One class of deadly pathogens that uses this process is called a retrovirus. Outside the host cell, a retrovirus exists as a retrovirus exists as a lipid enveloped, core protein shell or capsid.
The capsid contains viral proteins and enzymes and a dimeric RNA genome that encodes three major protein types.
The first are group-specific antigen or “gag” proteins that form the core structure of the viral particle. The second set code for envelope proteins that recognize specific host cell surface receptors and enable binding. Finally, it includes genes encoding Pol proteins – including a reverse transcriptase enzyme, an integrase, and RNase H.
When infecting a cell, the retrovirus fuses its lipid envelope with the host cell membrane.

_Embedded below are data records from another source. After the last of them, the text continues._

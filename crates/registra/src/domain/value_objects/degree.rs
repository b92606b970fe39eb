//! Degree - academic degree held by a teacher

use serde::{Deserialize, Serialize};

use crate::domain::errors::DomainError;

#[derive(Debug, Clone, Copy, Serialize, Deserialize, PartialEq, Eq)]
#[serde(rename_all = "snake_case")]
pub enum Degree {
    Bachelor,
    Master,
    Phd,
}

impl std::fmt::Display for Degree {
    fn fmt(&self, f: &mut std::fmt::Formatter<'_>) -> std::fmt::Result {
        match self {
            Degree::Bachelor => write!(f, "bachelor"),
            Degree::Master => write!(f, "master"),
            Degree::Phd => write!(f, "phd"),
        }
    }
}

impl std::str::FromStr for Degree {
    type Err = DomainError;

    fn from_str(s: &str) -> Result<Self, Self::Err> {
        match s.to_lowercase().as_str() {
            "bachelor" => Ok(Degree::Bachelor),
            "master" => Ok(Degree::Master),
            "phd" => Ok(Degree::Phd),
            _ => Err(DomainError::Validation(format!("unknown degree: {s}"))),
        }
    }
}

Once inside the cell, the protein capsid is lost, and the viral reverse transcriptase transcribes the viral genomic RNA into a single-stranded DNA that binds to the viral RNA as a DNA/RNA duplex.
Next, RNase H degrades the RNA template, and the reverse transcriptase synthesizes the complementary DNA strand – creating a double-stranded DNA copy of the viral genome known as proviral DNA. Next, the viral enzyme integrase cleaves the host DNA and attaches the proviral DNA into the host genome.
Retroviruses can be classified as endogenous, or exogenous. Endogenous retroviruses are non-pathogenic – remaining in the cell as a harmless transposable element. The human genome contains between 100–1,000 copies of such viruses.
The second group, Exogenous retroviruses or “exoviruses,” are pathogens. They enter a cell and take advantage of the host cell’s replication and translation machinery to create more copies of the virus and produce the virus-encoded proteins. Well-known examples of these include the AIDS virus, T-cell leukemia, and Hepatitis B.